Desavenças entre aliados e ameaça de divisão na aliança governista fazem a presidente deixar de lado a postura de não interferência no pleito municipal e negociar diretamente com os partidos
Juliana Braga
Virou quase um mantra de interlocutores da presidente Dilma Rousseff a frase de que ela não se envolverá diretamente na campanha municipal de outubro, pelo menos até o segundo turno. A realidade, no entanto, tem sido bem diferente. Tanto nos bastidores quanto abertamente, ela se movimenta para privilegiar aliados e interesses do PT nas eleições. Além de ter mantido conversas com dirigentes de partidos da base como PMDB e PSB, Dilma inaugurou obras em cidades-chaves, como São Bernardo do Campo (SP) e Rio de Janeiro. A campanha não declarada de Dilma tem dado resultados e já conseguiu reverter, por exemplo, o impasse que o PT enfrentava em Belo Horizonte.
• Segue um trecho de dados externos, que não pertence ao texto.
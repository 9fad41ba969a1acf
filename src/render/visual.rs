//! Toolkit-agnostic visual primitives. The composer produces a tree of these
//! and the host maps them onto its own widget system; primitives are plain
//! data so two renders of the same screen compare equal.

use serde::{Deserialize, Serialize};

use crate::style::{Color, Emphasis};

/// What a click on an interactive primitive means to the flow.
#[derive(Debug, Clone, PartialEq, Eq, Serialize, Deserialize)]
#[serde(tag = "type", rename_all = "snake_case")]
pub enum Action {
    /// Accept the offer: open the destination and advance the flow.
    Accept { to: String },
    /// Decline the offer: advance the flow without opening anything.
    Reject,
    /// Open an external link; the flow does not move.
    OpenLink { to: String },
    /// Clear the surface locally. No network call, no server-side change.
    Dismiss,
}

#[derive(Debug, Clone, Copy, Default, PartialEq, Eq, Serialize, Deserialize)]
#[serde(rename_all = "lowercase")]
pub enum Axis {
    #[default]
    Vertical,
    Horizontal,
}

#[derive(Debug, Clone, Copy, Default, PartialEq, Eq, Serialize, Deserialize)]
#[serde(rename_all = "lowercase")]
pub enum Gravity {
    #[default]
    Start,
    Center,
    End,
}

/// Per-side spacing in layout units.
#[derive(Debug, Clone, Copy, Default, PartialEq, Serialize, Deserialize)]
pub struct Edges {
    pub left: f32,
    pub top: f32,
    pub right: f32,
    pub bottom: f32,
}

impl Edges {
    pub const NONE: Edges = Edges { left: 0.0, top: 0.0, right: 0.0, bottom: 0.0 };

    pub const fn symmetric(horizontal: f32, vertical: f32) -> Edges {
        Edges {
            left: horizontal,
            top: vertical,
            right: horizontal,
            bottom: vertical,
        }
    }
}

/// One fragment of a text run. Bold is span-level so mixed-emphasis runs
/// concatenate without intervening blocks; a span with an action is a
/// clickable link region.
#[derive(Debug, Clone, PartialEq, Serialize, Deserialize)]
pub struct Span {
    pub text: String,
    #[serde(default, skip_serializing_if = "std::ops::Not::not")]
    pub bold: bool,
    #[serde(skip_serializing_if = "Option::is_none")]
    pub color: Option<Color>,
    #[serde(skip_serializing_if = "Option::is_none")]
    pub action: Option<Action>,
}

impl Span {
    pub fn plain(text: impl Into<String>) -> Span {
        Span {
            text: text.into(),
            bold: false,
            color: None,
            action: None,
        }
    }
}

/// A styled text run.
#[derive(Debug, Clone, PartialEq, Serialize, Deserialize)]
pub struct TextBlock {
    pub spans: Vec<Span>,
    pub size: f32,
    /// Run-level color; spans may override per fragment.
    pub color: Color,
    pub emphasis: Emphasis,
    pub padding: Edges,
    pub align: Gravity,
}

/// Reserved space for a deferred remote image. While the fetch is pending or
/// after it fails the host leaves the reserved dimensions blank.
#[derive(Debug, Clone, PartialEq, Serialize, Deserialize)]
pub struct ImageSlot {
    pub url: String,
    pub width: f32,
    pub height: f32,
}

/// A filled, clickable block. Hosts disable the block on its first
/// activation; the flow controller additionally ignores duplicate advancing
/// clicks per shown screen.
#[derive(Debug, Clone, PartialEq, Serialize, Deserialize)]
pub struct ButtonBlock {
    pub label: String,
    pub fill: Color,
    pub text_color: Color,
    pub action: Action,
    /// Narrow viewports stretch buttons edge-to-edge.
    pub full_width: bool,
}

/// One step indicator: a filled circle with a number label. Labels render
/// white at size 12 regardless of fill.
#[derive(Debug, Clone, PartialEq, Serialize, Deserialize)]
pub struct Indicator {
    pub label: String,
    pub fill: Color,
    pub diameter: f32,
}

/// The header close affordance.
#[derive(Debug, Clone, PartialEq, Serialize, Deserialize)]
pub struct CloseButton {
    pub action: Action,
}

/// A stack of children along one axis.
#[derive(Debug, Clone, Default, PartialEq, Serialize, Deserialize)]
pub struct Group {
    pub axis: Axis,
    pub spacing: f32,
    pub padding: Edges,
    pub margin: Edges,
    #[serde(skip_serializing_if = "Option::is_none")]
    pub background: Option<Color>,
    pub gravity: Gravity,
    pub elevation: f32,
    pub children: Vec<Visual>,
}

impl Group {
    pub fn column() -> Group {
        Group::default()
    }

    pub fn row() -> Group {
        Group {
            axis: Axis::Horizontal,
            ..Group::default()
        }
    }
}

/// One node of the composed visual tree.
#[derive(Debug, Clone, PartialEq, Serialize, Deserialize)]
#[serde(tag = "type", rename_all = "snake_case")]
pub enum Visual {
    Group(Group),
    Text(TextBlock),
    Image(ImageSlot),
    Button(ButtonBlock),
    Indicator(Indicator),
    Close(CloseButton),
}

impl Visual {
    /// An empty tree; hosts treat it as "clear the display".
    pub fn empty() -> Visual {
        Visual::Group(Group::column())
    }

    pub fn is_empty(&self) -> bool {
        match self {
            Visual::Group(group) => group.children.iter().all(Visual::is_empty),
            _ => false,
        }
    }
}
A preocupação em não parecer estar em campanha fez com que Dilma convocasse os ministros do Planalto e pedisse que orientassem todos os funcionários a serem cautelosos com e-mails, santinhos, qualquer manifestação que pudesse parecer militância durante o expediente. Até os ministros, que foram liberados para fazer campanha em suas regiões de interesse, só terão autorização em horário fora do trabalho.
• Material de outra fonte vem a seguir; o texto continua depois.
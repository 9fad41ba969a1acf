//! Per-flow visual configuration. One `FlowTheme` per controller instance,
//! injected at construction; the server's highlight directive can override
//! the primary color once, at flow start.

use serde::{Deserialize, Serialize};

use crate::style::Color;

/// Palette and spacing defaults for one offer flow.
#[derive(Debug, Clone, PartialEq, Serialize, Deserialize)]
pub struct FlowTheme {
    /// Fill for primary buttons, the header band, and filled step indicators.
    pub primary: Color,
    /// Fill for secondary buttons and unfilled step indicators.
    pub secondary: Color,
    /// Dim layer behind the card in popup mode.
    pub backdrop: Color,
}

impl Default for FlowTheme {
    fn default() -> Self {
        FlowTheme {
            primary: Color::rgb(0x5b, 0xb8, 0x5d),
            secondary: Color::rgb(0xef, 0xef, 0xef),
            backdrop: Color::argb(0x4d, 0x00, 0x00, 0x00),
        }
    }
}

impl FlowTheme {
    /// Replace the primary color with a server-provided highlight. Invalid
    /// hex values are ignored and the existing primary stays in place.
    pub fn apply_highlight(&mut self, hex: &str) {
        match Color::parse(hex) {
            Ok(color) => self.primary = color,
            Err(err) => tracing::warn!(value = hex, %err, "ignoring highlight color"),
        }
    }
}

/// Host viewport classification. Wide surfaces get side-by-side layout and
/// larger padding.
#[derive(Debug, Clone, Copy, Default, PartialEq, Eq, Serialize, Deserialize)]
#[serde(rename_all = "lowercase")]
pub enum ViewportClass {
    #[default]
    Narrow,
    Wide,
}

impl ViewportClass {
    pub fn horizontal_padding(self) -> f32 {
        match self {
            ViewportClass::Wide => 32.0,
            ViewportClass::Narrow => 16.0,
        }
    }
}

#[cfg(test)]
mod tests {
    use super::*;

    #[test]
    fn test_apply_highlight_overrides_primary() {
        let mut theme = FlowTheme::default();
        theme.apply_highlight("#112233");
        assert_eq!(theme.primary, Color::rgb(0x11, 0x22, 0x33));
    }

    #[test]
    fn test_apply_highlight_keeps_default_on_bad_value() {
        let mut theme = FlowTheme::default();
        let before = theme.primary;
        theme.apply_highlight("not-a-color");
        assert_eq!(theme.primary, before);
    }

    #[test]
    fn test_horizontal_padding_scales_with_viewport() {
        assert_eq!(ViewportClass::Wide.horizontal_padding(), 32.0);
        assert_eq!(ViewportClass::Narrow.horizontal_padding(), 16.0);
    }
}
//! The seam between the flow controller and the embedding application. The
//! host owns the actual widget toolkit, image loading, and UI-thread
//! affinity; the controller only ever hands it visual trees and URLs.

use crate::render::visual::Visual;
use crate::theme::ViewportClass;

/// One rendering surface inside the host application.
///
/// Implementations must marshal onto their own UI context where the toolkit
/// requires it; the controller calls these from background tasks.
pub trait HostSurface: Send + Sync + 'static {
    /// Current size class of the surface; decides layout and padding.
    fn viewport(&self) -> ViewportClass;

    /// Replace the surface contents with a composed tree.
    fn show(&self, tree: Visual);

    /// Remove everything from the surface.
    fn clear(&self);

    /// Open an external destination (browser, in-app tab) best-effort.
    fn open_link(&self, url: &str);
}
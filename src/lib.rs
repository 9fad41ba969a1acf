//! # offerflow
//!
//! An embeddable client for server-driven offer flows: fetches a sequence of
//! promotional screens, renders each one from its declarative JSON
//! description into a toolkit-agnostic visual tree, and advances the flow as
//! the user accepts, declines, or dismisses offers.
//!
//! ## Features
//! - Closed node vocabulary (text, links, images, buttons, step indicators)
//!   with silent fallbacks for unknown types and style tokens
//! - Region-based screen composition with compact and wide layout variants
//!   and inline or popup presentation
//! - A flow state machine that serializes network steps, guards against
//!   double-taps, and funnels every failure through one error callback
//! - Transport and host surfaces behind traits, so embedding and testing
//!   need no live toolkit or network
//!
//! ## Example
//! ```ignore
//! use offerflow::{FlowConfig, FlowController, HttpTransport, Placement};
//!
//! let transport = HttpTransport::new("https://offers.example.com", None)?;
//! let controller = FlowController::new(FlowConfig::default(), transport, my_surface);
//! controller.set_on_error(|message| eprintln!("offer flow: {message}"));
//! controller.initiate_view(
//!     "0bf6f068-6bf5-49f1-a6bc-822eee7d4db3",
//!     Placement::OrderConfirmation,
//!     [("first_name".to_string(), "John".to_string())].into(),
//! );
//! // ... later, when the hosting view goes away:
//! controller.detach();
//! ```

pub mod error;
pub mod flow;
pub mod host;
pub mod node;
pub mod offer;
pub mod render;
pub mod style;
pub mod theme;
pub mod transport;
pub mod wire;

// --- Core types ---
pub use error::{FlowError, FlowResult};
pub use flow::{FlowConfig, FlowController, FlowState};
pub use host::HostSurface;
pub use node::{DigitProgress, OfferNode};
pub use offer::OfferScreen;
pub use render::{compose, Action, Composition, DispatchRule, StyleContext, Visual};
pub use style::{Color, Emphasis};
pub use theme::{FlowTheme, ViewportClass};
pub use transport::{HttpTransport, Reply, Transport};
pub use wire::{Placement, RenderMode, ServerDirective};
Todo esse cuidado se deve à situação delicada de alianças com siglas importantes para a base do governo que, no âmbito municipal, não conseguiram chegar a um consenso com o PT. PMDB e PSB já brigam para garantir a vaga de parceiro preferencial em 2014 e o medo da presidente é, caso não haja acordo, que a situação de agora se repita nas eleições majoritárias e os partidos decidam lançar candidaturas próprias. Apesar de ter afirmado na última segunda-feira, após jantar no Alvorada, que trabalha para a reeleição de Dilma, Eduardo Campos (PSB) não descarta pleitear o cargo máximo do Executivo. Como a posição das peças do tabuleiro e poder de barganha dependem do resultado das urnas em outubro, Dilma mantém o discurso de que estará fora da briga até o segundo turno.
Foco nas capitais
Na prática, entretanto, a presidente tem interferido nos municípios mais estratégicos e tentado agradar aliados. Ela tem acompanhado em especial a situação de São Paulo e de Belo Horizonte. As duas cidades, a maior e a sexta do país em população, estão nas mãos de políticos não alinhados com o Planalto. Embora foque nos mineiros e cariocas, ela não se esqueceu de outras cidades.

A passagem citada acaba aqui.